◆ **EXERCISE OBJECTIVE**
Find the word "least" in the data below and copy each line that holds it.

Stored items:

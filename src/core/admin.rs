//! Cluster formation and membership change handling.

use std::collections::BTreeSet;
use std::sync::Arc;

use tokio::time::timeout;
use tokio::time::Duration;
use tracing_futures::Instrument;

use crate::core::client::PendingEntry;
use crate::core::client::Responder;
use crate::core::InactiveState;
use crate::core::LeaderState;
use crate::core::RaftCore;
use crate::core::Role;
use crate::core::UpdateCurrentLeader;
use crate::entry::Configuration;
use crate::entry::Entry;
use crate::entry::EntryPayload;
use crate::entry::Member;
use crate::entry::MemberType;
use crate::error::BootstrapError;
use crate::error::RaftError;
use crate::error::RaftResult;
use crate::network::RaftNetwork;
use crate::raft::AdminResponse;
use crate::raft::ConfigureRequest;
use crate::raft::ConfigureResponse;
use crate::raft::JoinRequest;
use crate::raft::LeaveRequest;
use crate::raft::ReconfigureRequest;
use crate::raft::ResponseTx;
use crate::state_machine::StateMachine;
use crate::MessageSummary;
use crate::Update;

impl<'a, N: RaftNetwork, M: StateMachine> InactiveState<'a, N, M> {
    /// Handle a bootstrap command on a pristine server.
    #[tracing::instrument(level = "debug", skip(self, members))]
    pub(super) async fn handle_bootstrap(&mut self, members: Vec<Member>) -> Result<(), BootstrapError> {
        if self.core.last_log_id.index != 0 || self.core.current_term != 0 {
            tracing::error!(
                { last_log_index = self.core.last_log_id.index, term = self.core.current_term },
                "rejecting bootstrap: server already carries state"
            );
            return Err(BootstrapError::NotAllowed);
        }
        if !members.iter().any(|m| m.id == self.core.id) {
            return Err(BootstrapError::LocalMemberMissing);
        }

        // Index 0 marks the formation configuration. It is never written to the log;
        // every server of the initial cluster installs it via its own bootstrap, and it
        // is persisted once the commit index covers it.
        let configuration = Configuration {
            index: 0,
            term: 0,
            timestamp: crate::timestamp_millis(),
            members,
        };
        self.core.cluster.configure(configuration);

        let active = self.core.cluster.configuration().active_ids();
        match self.core.cluster.local_type() {
            MemberType::Active if active.len() == 1 => {
                // The only voter: become leader without an election.
                self.core.current_term += 1;
                self.core.voted_for = Some(self.core.id);
                self.core.set_target_role(Role::Leader);
                self.core.save_hard_state().await?;
            }
            // Everyone else waits for their randomized election timer; ties at formation
            // would otherwise make every server campaign at once.
            _ => self.core.set_target_role(Role::Follower), // Maps through the member type.
        }
        self.core.report_metrics(Update::Update(None));
        Ok(())
    }
}

impl<N: RaftNetwork, M: StateMachine> RaftCore<N, M> {
    /// Handle a ConfigureRequest pushed by the leader.
    ///
    /// Valid in every role; this is the only request an Inactive server accepts, and how
    /// a newly joined server leaves Inactive.
    #[tracing::instrument(level = "debug", skip(self, req), fields(req = %req.summary()))]
    pub(super) async fn handle_configure_request(&mut self, req: ConfigureRequest) -> RaftResult<ConfigureResponse> {
        if req.term < self.current_term {
            return Ok(ConfigureResponse {
                term: self.current_term,
            });
        }
        self.update_term_and_leader(req.term, Some(req.leader)).await?;
        // A candidate or leader hearing from a live same-term leader stands down.
        if matches!(self.target_role, Role::Candidate | Role::Leader) {
            self.set_target_role(Role::Follower);
            self.report_metrics(Update::Ignore);
        }

        let configuration = Configuration {
            index: req.index,
            term: req.term,
            timestamp: req.timestamp,
            members: req.members,
        };
        let outcome = self.cluster.configure(configuration);
        if outcome.installed {
            if self.cluster.needs_commit(self.commit_index) {
                let meta = self.meta.clone();
                self.cluster.commit(&meta).await?;
            }
            if outcome.local_type_changed && self.target_role != Role::Leader {
                self.set_target_role(Role::Follower);
            }
            self.report_metrics(Update::Ignore);
        }

        Ok(ConfigureResponse {
            term: self.current_term,
        })
    }

    /// Install the configuration carried by a log entry the moment it is appended.
    ///
    /// A leader observing its own demotion here defers the transition until the entry
    /// commits; every other role transitions immediately.
    pub(super) fn install_log_configuration(&mut self, entry: &Entry) {
        let members = match &entry.payload {
            EntryPayload::Configuration { members } => members.clone(),
            _ => return,
        };
        let configuration = Configuration {
            index: entry.index,
            term: entry.term,
            timestamp: entry.timestamp,
            members,
        };
        let outcome = self.cluster.configure(configuration);
        if outcome.installed && outcome.local_type_changed && self.target_role != Role::Leader {
            self.set_target_role(Role::Follower);
        }
    }
}

impl<'a, N: RaftNetwork, M: StateMachine> LeaderState<'a, N, M> {
    /// Handle a request to add a single member.
    #[tracing::instrument(level = "debug", skip(self, tx), fields(member = rpc.member.id))]
    pub(super) async fn handle_join(&mut self, rpc: JoinRequest, tx: ResponseTx<AdminResponse>) {
        let current = self.core.cluster.configuration();
        if current.contains(rpc.member.id) {
            // Idempotent: joining an existing member answers with the current roster.
            let _ = tx.send(Ok(self.current_admin_response()));
            return;
        }
        let mut members = current.members.clone();
        members.push(rpc.member);
        self.change_configuration(members, tx).await;
    }

    /// Handle a request to remove a single member.
    #[tracing::instrument(level = "debug", skip(self, tx), fields(member = rpc.member.id))]
    pub(super) async fn handle_leave(&mut self, rpc: LeaveRequest, tx: ResponseTx<AdminResponse>) {
        let current = self.core.cluster.configuration();
        if !current.contains(rpc.member.id) {
            let _ = tx.send(Ok(self.current_admin_response()));
            return;
        }
        let members: Vec<Member> =
            current.members.iter().filter(|m| m.id != rpc.member.id).cloned().collect();
        self.change_configuration(members, tx).await;
    }

    /// Handle a request to replace the membership wholesale.
    #[tracing::instrument(level = "debug", skip(self, rpc, tx))]
    pub(super) async fn handle_reconfigure(&mut self, rpc: ReconfigureRequest, tx: ResponseTx<AdminResponse>) {
        if rpc.index != self.core.cluster.configuration().index {
            let _ = tx.send(Err(RaftError::ConfigurationError(format!(
                "configuration index {} is stale, current is {}",
                rpc.index,
                self.core.cluster.configuration().index
            ))));
            return;
        }
        self.change_configuration(rpc.members, tx).await;
    }

    /// Validate and append a configuration change.
    async fn change_configuration(&mut self, members: Vec<Member>, tx: ResponseTx<AdminResponse>) {
        if self.pending_configuration.is_some() {
            let _ = tx.send(Err(RaftError::ConfigurationError(
                "a configuration change is already in progress".into(),
            )));
            return;
        }
        if members.is_empty() {
            let _ = tx.send(Err(RaftError::ConfigurationError(
                "the cluster must retain at least one member".into(),
            )));
            return;
        }

        let old_active: BTreeSet<_> = self.core.cluster.configuration().active_ids().into_iter().collect();
        let new_active: BTreeSet<_> = members
            .iter()
            .filter(|m| m.member_type == MemberType::Active)
            .map(|m| m.id)
            .collect();
        if new_active.is_empty() {
            let _ = tx.send(Err(RaftError::ConfigurationError(
                "the cluster requires at least one ACTIVE member".into(),
            )));
            return;
        }
        // Single-member change rule: quorum safety holds only when the voting set shifts
        // by at most one server per committed configuration.
        let delta = old_active.symmetric_difference(&new_active).count();
        if delta > 1 {
            let _ = tx.send(Err(RaftError::ConfigurationError(format!(
                "{} ACTIVE members changed; at most one may change per reconfiguration",
                delta
            ))));
            return;
        }

        self.append_configuration(members, Some(tx)).await;
    }

    /// Append a configuration entry, install it, adjust replication and start it towards
    /// commit.
    pub(super) async fn append_configuration(
        &mut self,
        members: Vec<Member>,
        resp_tx: Option<ResponseTx<AdminResponse>>,
    ) {
        let payload = EntryPayload::Configuration { members };
        let entry = match self.append_payload_to_log(payload).await {
            Ok(entry) => entry,
            Err(err) => {
                if let Some(tx) = resp_tx {
                    let _ = tx.send(Err(err));
                }
                return;
            }
        };

        self.pending_configuration = Some(entry.index);
        self.core.install_log_configuration(&entry);
        if self.core.cluster.local_type() != MemberType::Active {
            self.is_stepping_down = true;
        }
        self.update_replication_streams(entry.index);
        self.broadcast_configuration();

        let pending = PendingEntry {
            entry: Arc::new(entry),
            responder: Responder::Admin(resp_tx),
        };
        self.replicate_client_request(pending).await;
    }

    /// Reconcile replication streams with the freshly installed configuration: spawn
    /// streams for new replicating members, mark removed ones for teardown at commit.
    pub(super) fn update_replication_streams(&mut self, configuration_index: u64) {
        let targets: BTreeSet<_> = self
            .core
            .cluster
            .configuration()
            .replication_ids()
            .into_iter()
            .filter(|id| *id != self.core.id)
            .collect();

        for target in targets.iter() {
            if !self.nodes.contains_key(target) {
                tracing::debug!(peer = *target, "spawning replication stream for new member");
                let state = self.spawn_replication_stream(*target);
                self.nodes.insert(*target, state);
            }
        }
        for (id, node) in self.nodes.iter_mut() {
            if targets.contains(id) {
                node.remove_after_commit = None;
            } else {
                node.remove_after_commit = Some(configuration_index);
            }
        }
    }

    /// Push the current configuration to all remote members.
    ///
    /// RESERVE and still-Inactive members receive no AppendRequests, so this is the only
    /// path by which they learn membership; for everyone else it is a cheap no-op.
    pub(super) fn broadcast_configuration(&self) {
        let configuration = self.core.cluster.configuration().clone();
        let ttl = Duration::from_millis(self.core.config.heartbeat_interval);
        for member in configuration.members.iter().filter(|m| m.id != self.core.id) {
            let rpc = ConfigureRequest {
                index: configuration.index,
                term: self.core.current_term,
                timestamp: configuration.timestamp,
                leader: self.core.id,
                members: configuration.members.clone(),
            };
            let network = self.core.network.clone();
            let target = member.id;
            tokio::spawn(
                async move {
                    if let Ok(Err(err)) = timeout(ttl, network.send_configure(target, rpc)).await {
                        tracing::debug!(peer = target, error = %err, "error sending ConfigureRequest");
                    }
                }
                .instrument(tracing::debug_span!("configure", peer = target)),
            );
        }
    }

    /// Actions taken once a configuration entry commits: tear down streams for removed
    /// members, publish the roster, and step down if this leader was demoted or removed.
    pub(super) async fn handle_configuration_committed(&mut self) -> RaftResult<()> {
        self.pending_configuration = None;

        let commit_index = self.core.commit_index;
        let removable: Vec<_> = self
            .nodes
            .iter()
            .filter(|(_, node)| {
                node.remove_after_commit
                    .map(|threshold| threshold <= commit_index && node.matched.index >= threshold)
                    .unwrap_or(false)
            })
            .map(|(id, _)| *id)
            .collect();
        for target in removable {
            self.remove_replication_stream(target);
        }

        self.broadcast_configuration();

        if self.is_stepping_down || self.core.cluster.local_type() != MemberType::Active {
            tracing::info!(id = self.core.id, "leader stepping down after configuration commit");
            self.core.update_current_leader(UpdateCurrentLeader::Unknown);
            self.core.set_target_role(Role::Follower);
        }
        self.leader_report_metrics();
        Ok(())
    }

    pub(super) fn remove_replication_stream(&mut self, target: crate::ServerId) {
        if let Some(node) = self.nodes.remove(&target) {
            tracing::debug!(peer = target, "removing replication stream");
            let _ = node.replstream.repl_tx.send((crate::replication::RaftEvent::Terminate, tracing::debug_span!("CH")));
            self.leader_metrics.replication.remove(&target);
        }
    }

    fn current_admin_response(&self) -> AdminResponse {
        let configuration = self.core.cluster.configuration();
        AdminResponse {
            index: configuration.index,
            term: configuration.term,
            members: configuration.members.clone(),
        }
    }
}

◆ **SOLUTION**
                "the cluster must retain at least one member".into(),
                "the cluster requires at least one ACTIVE member".into(),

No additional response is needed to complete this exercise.